En totale contradiction avec les codes sociaux et moraux de son époque, tout comme le célèbre « poète maudit » français Charles Baudelaire, Tyler, The Creator présente sur cet opus une nouvelle extension de sa personnalité : Tyler Baudelaire. Dans un monde étroit où l’on attend souvent des artistes qu’ils adhèrent à certaines normes et s’excusent abondamment de leurs transgressions, ce n’est toujours pas le cas pour Sir Baudelaire. Désordonné et conflictuel, mais tout aussi passionnant, cet alter-ego se présente à nous tel un voyageur perdu, venu s’échapper du monde réel pour nous conter sa nouvelle histoire, pleine de voyages, romances, déceptions, et un profond désir de vivre, vivre pleinement.
En la personne de DJ Drama, le narrateur, l’album prend la forme stylistique et esthétique d’une mixtape, comme dans le début des années 2000. L’album, très déstructuré, est rempli de morceaux très courts, à l’exception de deux valses d’une dizaine de minutes qui nous permettent de prendre le temps à l’écoute de ce projet. C’est un choix inspiré, nostalgique, mais irrévérencieux. Au-delà du format mixtape, l’important est de comprendre comment Tyler s’en sert pour conter son histoire et défendre de nouvelles expériences musicales toujours plus folles. La mixtape classique contient souvent des freestyles, des morceaux expérimentaux, des extraits vocaux issus de hotline. C’est le cas ici pour Call Me If You Get Lost. Cependant, Tyler donne à sa musique suffisamment de maturité et de profondeur pour que tout ce matériel sonore inédit se fonde en une colonne vertébrale.
Musicalement, Call Me If You Get Lost est une fusion entre un retour à ses racines hip/hop brutes, avec, d’une part, des morceaux de rap très percutants et abrasifs et, d’autre part, des chansons douces et entrainantes qui laissent s’exprimer le Tyler expérimentateur, mélodique, sensible et amoureux.
Tyler Baudelaire
La cover du disque est un hommage aux anciens passeports et cartes de voyages américaines du début des années 1900’s. Celle-ci relate de l’amour que Tyler a pour le voyage, mais c’est aussi une façon de présenter une identité nouvelle, celle de Tyler Baudelaire.

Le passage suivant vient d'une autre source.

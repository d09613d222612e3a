//! LCD device boundary.
//!
//! The LCD manager (vendor SDK, emulator, test double) implements
//! [`LcdManager`] and [`LcdDevice`]; the applet only drives them through a
//! [`DeviceHandle`].

pub mod buttons;
pub mod handle;

pub use buttons::{
    LoggingMediaKeys, MediaKey, MediaKeySink, SoftButtonDispatcher, SoftButtonHandler,
    SoftButtons,
};
pub use handle::{DeviceConnectionState, DeviceHandle};

use crate::arrival::LcdDeviceType;
use crate::errors::DeviceError;
use crate::render::RenderPage;

/// An opened display, owned by the main loop thread.
pub trait LcdDevice {
    /// Re-attaches to the display after a connection blip. Subscriptions
    /// made at open time are kept.
    fn reopen(&mut self) -> Result<(), DeviceError>;

    /// True once the manager has released the display behind this handle.
    fn is_disposed(&self) -> bool;

    fn set_as_foreground(&mut self, foreground: bool) -> Result<(), DeviceError>;

    /// Draws `page` and flips the display buffer.
    fn update_and_draw(&mut self, page: &RenderPage) -> Result<(), DeviceError>;
}

/// Opens displays announced through the [`ArrivalBridge`](crate::arrival::ArrivalBridge).
pub trait LcdManager {
    type Device: LcdDevice;

    fn open_device_by_type(
        &self,
        device_type: LcdDeviceType,
        on_soft_buttons: SoftButtonHandler,
    ) -> Result<Self::Device, DeviceError>;
}
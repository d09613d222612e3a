//! # pmolcd
//!
//! Now-playing applet for small LCD panels: polls a player status source,
//! composes a page and keeps it drawn on the display across hot-plugs.
//!
//! The crate does not talk to any hardware itself. An LCD manager
//! implementing [`LcdManager`] opens displays, a [`StatusSource`] provides
//! player state, and [`Applet`] ties them together on a fixed tick.

pub mod applet;
pub mod arrival;
pub mod device;
pub mod errors;
pub mod model;
pub mod render;
pub mod status;

pub use applet::{Applet, AppletControl, DEFAULT_TICK_PERIOD};
pub use arrival::{ArrivalBridge, LcdDeviceType};
pub use device::{
    DeviceConnectionState, DeviceHandle, LcdDevice, LcdManager, LoggingMediaKeys, MediaKey,
    MediaKeySink, SoftButtonDispatcher, SoftButtonHandler, SoftButtons,
};
pub use errors::{AppletError, DeviceError, SourceError};
pub use model::{CapabilityFlags, DisplayCapabilities, PlayerSnapshot, TrackInfo};
pub use render::{DrawOp, Glyph, RenderPage, RenderSurface, ScrollState};
pub use status::StatusSource;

Call Me If You Get Lost s’ouvre avec le morceau « Sir Baudelaire », envouté par des notes chaudes et brutes rappelant celles d’un piano abandonné dans le fond d’une vieille maison de vacances. Cette chanson nous permet de comprendre les rouages du disque à venir et ses thèmes, en introduisant notre compagnon de voyage de première classe : Tyler Baudelaire. « The Sun Beaming », premiers mots de l’album, symbolisent l’énergie du disque et sa temporalité, car on aura souvent l’impression d’être perdu en voiture sur une route de Californie. Le morceau est un échantillon assez ingénieux sur un sample de Westside Gunn. L’univers est si bien introduit de par son lexique, la mention du passeport pierre angulaire de cette histoire, et de son personnage principal : Sir Baudelaire.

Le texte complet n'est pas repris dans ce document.